THE DATA:
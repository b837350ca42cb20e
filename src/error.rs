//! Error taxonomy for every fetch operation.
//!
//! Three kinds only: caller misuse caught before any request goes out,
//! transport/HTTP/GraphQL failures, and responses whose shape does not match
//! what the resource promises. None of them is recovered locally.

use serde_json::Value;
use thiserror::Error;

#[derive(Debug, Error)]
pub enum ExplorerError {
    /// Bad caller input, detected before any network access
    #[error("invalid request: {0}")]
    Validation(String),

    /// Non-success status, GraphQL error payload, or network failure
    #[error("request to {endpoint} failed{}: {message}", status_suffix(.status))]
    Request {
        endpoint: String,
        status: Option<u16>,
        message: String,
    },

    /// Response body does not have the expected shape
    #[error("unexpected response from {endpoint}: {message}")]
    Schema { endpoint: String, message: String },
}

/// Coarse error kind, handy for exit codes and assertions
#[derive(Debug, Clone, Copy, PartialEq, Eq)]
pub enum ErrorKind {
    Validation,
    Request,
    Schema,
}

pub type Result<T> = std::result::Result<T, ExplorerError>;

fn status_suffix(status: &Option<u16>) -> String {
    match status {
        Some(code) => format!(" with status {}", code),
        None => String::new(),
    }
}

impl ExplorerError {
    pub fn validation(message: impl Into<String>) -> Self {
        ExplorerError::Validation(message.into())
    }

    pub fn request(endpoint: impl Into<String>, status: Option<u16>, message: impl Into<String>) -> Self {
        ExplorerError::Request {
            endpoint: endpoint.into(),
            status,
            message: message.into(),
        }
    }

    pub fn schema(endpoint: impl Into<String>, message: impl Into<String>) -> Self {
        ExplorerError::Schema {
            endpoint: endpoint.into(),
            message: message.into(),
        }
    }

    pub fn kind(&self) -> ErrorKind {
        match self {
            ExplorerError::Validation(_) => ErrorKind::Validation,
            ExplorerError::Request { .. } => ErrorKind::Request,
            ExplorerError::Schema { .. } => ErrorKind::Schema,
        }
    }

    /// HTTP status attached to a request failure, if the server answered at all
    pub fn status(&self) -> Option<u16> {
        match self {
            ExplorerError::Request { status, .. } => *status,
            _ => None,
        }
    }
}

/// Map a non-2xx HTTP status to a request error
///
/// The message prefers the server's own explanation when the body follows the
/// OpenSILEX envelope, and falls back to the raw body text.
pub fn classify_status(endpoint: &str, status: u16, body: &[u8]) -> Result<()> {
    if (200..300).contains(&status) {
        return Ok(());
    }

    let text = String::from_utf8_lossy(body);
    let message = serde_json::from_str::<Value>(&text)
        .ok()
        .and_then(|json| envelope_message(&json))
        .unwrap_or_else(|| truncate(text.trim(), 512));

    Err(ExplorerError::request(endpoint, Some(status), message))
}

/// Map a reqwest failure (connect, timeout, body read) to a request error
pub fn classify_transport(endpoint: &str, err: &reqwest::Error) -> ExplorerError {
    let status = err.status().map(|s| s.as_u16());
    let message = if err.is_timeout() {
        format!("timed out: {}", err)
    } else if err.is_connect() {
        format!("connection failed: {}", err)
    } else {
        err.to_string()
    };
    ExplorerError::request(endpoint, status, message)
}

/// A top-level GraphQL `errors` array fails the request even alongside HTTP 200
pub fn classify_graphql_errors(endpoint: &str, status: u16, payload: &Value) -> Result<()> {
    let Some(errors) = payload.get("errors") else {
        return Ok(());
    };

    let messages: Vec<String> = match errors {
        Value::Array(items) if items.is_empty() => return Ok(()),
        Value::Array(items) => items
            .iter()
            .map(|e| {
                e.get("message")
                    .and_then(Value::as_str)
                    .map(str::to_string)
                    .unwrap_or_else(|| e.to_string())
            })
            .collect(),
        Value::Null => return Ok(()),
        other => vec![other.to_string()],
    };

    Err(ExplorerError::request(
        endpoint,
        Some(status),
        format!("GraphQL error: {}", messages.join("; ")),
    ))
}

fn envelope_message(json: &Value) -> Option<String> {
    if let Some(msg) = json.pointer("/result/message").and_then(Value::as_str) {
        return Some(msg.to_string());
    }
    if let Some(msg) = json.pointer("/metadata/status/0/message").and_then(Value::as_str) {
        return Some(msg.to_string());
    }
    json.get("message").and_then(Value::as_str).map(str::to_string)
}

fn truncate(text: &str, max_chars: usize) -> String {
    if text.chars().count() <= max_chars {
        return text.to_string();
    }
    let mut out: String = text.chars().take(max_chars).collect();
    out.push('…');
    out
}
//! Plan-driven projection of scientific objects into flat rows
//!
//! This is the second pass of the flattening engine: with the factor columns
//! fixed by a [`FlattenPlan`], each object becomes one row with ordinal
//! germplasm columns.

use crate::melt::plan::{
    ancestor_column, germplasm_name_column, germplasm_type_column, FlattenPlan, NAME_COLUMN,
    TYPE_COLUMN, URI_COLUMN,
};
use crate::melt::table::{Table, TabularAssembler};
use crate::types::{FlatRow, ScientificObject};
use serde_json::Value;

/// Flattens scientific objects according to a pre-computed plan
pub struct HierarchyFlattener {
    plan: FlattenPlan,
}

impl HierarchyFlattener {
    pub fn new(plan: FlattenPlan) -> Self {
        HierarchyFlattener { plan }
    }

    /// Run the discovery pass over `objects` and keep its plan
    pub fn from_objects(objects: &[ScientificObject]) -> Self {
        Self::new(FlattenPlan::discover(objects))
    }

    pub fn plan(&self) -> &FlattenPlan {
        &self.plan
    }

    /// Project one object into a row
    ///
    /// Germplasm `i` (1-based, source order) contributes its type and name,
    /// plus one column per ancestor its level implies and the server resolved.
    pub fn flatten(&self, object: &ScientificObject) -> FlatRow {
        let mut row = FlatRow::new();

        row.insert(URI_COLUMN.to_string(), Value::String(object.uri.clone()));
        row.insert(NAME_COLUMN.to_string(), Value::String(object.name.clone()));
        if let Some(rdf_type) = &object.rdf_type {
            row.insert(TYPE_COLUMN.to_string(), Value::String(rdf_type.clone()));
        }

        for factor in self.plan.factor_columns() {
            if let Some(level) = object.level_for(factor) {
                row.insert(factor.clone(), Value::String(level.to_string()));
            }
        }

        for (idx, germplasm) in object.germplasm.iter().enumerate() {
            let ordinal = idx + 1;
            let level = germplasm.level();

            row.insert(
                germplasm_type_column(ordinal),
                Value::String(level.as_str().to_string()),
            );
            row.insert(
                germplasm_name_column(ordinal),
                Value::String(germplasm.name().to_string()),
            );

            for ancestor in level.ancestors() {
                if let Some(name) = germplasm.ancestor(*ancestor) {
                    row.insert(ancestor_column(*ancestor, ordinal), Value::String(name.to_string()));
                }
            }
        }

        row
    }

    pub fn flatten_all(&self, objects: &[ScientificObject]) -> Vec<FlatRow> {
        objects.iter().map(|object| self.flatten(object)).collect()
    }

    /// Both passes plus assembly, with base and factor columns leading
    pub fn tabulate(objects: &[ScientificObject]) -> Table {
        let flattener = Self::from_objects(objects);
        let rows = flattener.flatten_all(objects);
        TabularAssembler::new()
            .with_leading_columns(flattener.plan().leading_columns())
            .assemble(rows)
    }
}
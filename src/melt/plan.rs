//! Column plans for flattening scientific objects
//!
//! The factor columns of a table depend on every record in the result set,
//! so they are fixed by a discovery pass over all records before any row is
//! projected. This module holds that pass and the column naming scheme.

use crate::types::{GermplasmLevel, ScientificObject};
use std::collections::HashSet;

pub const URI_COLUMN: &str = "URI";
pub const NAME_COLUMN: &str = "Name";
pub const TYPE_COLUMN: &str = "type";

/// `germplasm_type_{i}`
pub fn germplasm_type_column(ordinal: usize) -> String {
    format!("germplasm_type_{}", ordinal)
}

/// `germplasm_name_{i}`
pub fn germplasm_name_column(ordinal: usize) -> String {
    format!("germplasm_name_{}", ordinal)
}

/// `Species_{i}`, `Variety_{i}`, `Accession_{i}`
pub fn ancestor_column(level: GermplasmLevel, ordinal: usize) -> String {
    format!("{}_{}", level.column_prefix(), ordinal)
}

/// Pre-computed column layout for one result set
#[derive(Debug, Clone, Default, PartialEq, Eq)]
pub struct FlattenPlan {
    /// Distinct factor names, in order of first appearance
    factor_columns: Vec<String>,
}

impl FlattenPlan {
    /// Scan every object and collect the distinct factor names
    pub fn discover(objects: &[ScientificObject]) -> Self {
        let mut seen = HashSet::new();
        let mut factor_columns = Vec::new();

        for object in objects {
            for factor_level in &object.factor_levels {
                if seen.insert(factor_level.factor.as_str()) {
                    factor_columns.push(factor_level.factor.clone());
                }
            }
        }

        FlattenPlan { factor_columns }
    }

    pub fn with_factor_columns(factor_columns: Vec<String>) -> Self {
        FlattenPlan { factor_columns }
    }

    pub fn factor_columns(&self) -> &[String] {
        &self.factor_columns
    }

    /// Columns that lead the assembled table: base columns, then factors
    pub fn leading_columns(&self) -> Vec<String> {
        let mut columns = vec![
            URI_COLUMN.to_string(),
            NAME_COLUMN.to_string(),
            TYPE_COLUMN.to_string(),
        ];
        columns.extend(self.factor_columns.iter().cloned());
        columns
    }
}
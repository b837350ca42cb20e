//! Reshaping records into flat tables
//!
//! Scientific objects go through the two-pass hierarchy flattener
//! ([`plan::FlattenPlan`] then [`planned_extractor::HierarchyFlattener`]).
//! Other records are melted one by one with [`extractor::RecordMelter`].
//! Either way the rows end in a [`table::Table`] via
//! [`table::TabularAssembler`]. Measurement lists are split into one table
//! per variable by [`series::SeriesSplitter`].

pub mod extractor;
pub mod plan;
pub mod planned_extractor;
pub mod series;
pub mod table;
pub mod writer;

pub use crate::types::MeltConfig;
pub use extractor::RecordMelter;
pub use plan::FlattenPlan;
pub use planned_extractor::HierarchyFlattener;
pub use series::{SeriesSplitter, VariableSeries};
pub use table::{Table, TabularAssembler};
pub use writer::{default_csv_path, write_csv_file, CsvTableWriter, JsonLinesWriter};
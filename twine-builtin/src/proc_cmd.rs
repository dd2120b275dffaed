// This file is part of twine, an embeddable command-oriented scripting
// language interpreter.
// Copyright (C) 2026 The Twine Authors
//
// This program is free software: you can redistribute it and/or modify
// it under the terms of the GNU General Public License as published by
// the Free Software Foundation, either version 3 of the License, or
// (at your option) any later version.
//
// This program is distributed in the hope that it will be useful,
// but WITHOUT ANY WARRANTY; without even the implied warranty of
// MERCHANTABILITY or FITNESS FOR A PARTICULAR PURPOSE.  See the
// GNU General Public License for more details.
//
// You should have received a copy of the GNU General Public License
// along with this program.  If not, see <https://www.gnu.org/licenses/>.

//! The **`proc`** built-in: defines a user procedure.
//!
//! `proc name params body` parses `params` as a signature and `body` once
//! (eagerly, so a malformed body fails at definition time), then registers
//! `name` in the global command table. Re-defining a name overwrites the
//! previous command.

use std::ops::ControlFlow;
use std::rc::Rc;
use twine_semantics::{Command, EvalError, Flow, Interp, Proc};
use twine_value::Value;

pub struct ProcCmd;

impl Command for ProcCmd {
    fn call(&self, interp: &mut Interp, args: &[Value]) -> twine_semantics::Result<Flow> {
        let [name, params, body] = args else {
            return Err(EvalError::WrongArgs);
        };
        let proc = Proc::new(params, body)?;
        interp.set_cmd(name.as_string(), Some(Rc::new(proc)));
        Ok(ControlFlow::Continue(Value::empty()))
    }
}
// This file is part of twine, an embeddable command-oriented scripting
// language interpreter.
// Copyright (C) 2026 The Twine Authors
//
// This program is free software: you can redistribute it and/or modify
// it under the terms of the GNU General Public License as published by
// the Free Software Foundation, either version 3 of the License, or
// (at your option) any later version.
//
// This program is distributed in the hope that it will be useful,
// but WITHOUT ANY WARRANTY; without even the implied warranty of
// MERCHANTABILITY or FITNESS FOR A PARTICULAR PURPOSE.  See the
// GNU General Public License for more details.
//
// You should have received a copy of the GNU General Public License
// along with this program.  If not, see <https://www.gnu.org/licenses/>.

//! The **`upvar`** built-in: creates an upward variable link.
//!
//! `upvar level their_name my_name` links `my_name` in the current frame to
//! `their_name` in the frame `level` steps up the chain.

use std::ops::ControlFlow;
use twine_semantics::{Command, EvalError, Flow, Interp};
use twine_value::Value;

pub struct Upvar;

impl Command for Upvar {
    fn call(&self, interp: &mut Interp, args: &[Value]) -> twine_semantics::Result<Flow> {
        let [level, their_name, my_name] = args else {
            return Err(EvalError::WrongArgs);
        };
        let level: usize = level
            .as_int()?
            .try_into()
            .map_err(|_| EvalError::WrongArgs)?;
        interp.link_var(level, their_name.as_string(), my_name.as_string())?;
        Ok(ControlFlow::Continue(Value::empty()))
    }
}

TASK DIRECTIONS: Find all lines holding the word "payload" in the records above and copy them.

WRITTEN SOLUTION:
    /// Non-success status, GraphQL error payload, or network failure
pub fn classify_graphql_errors(endpoint: &str, status: u16, payload: &Value) -> Result<()> {
    let Some(errors) = payload.get("errors") else {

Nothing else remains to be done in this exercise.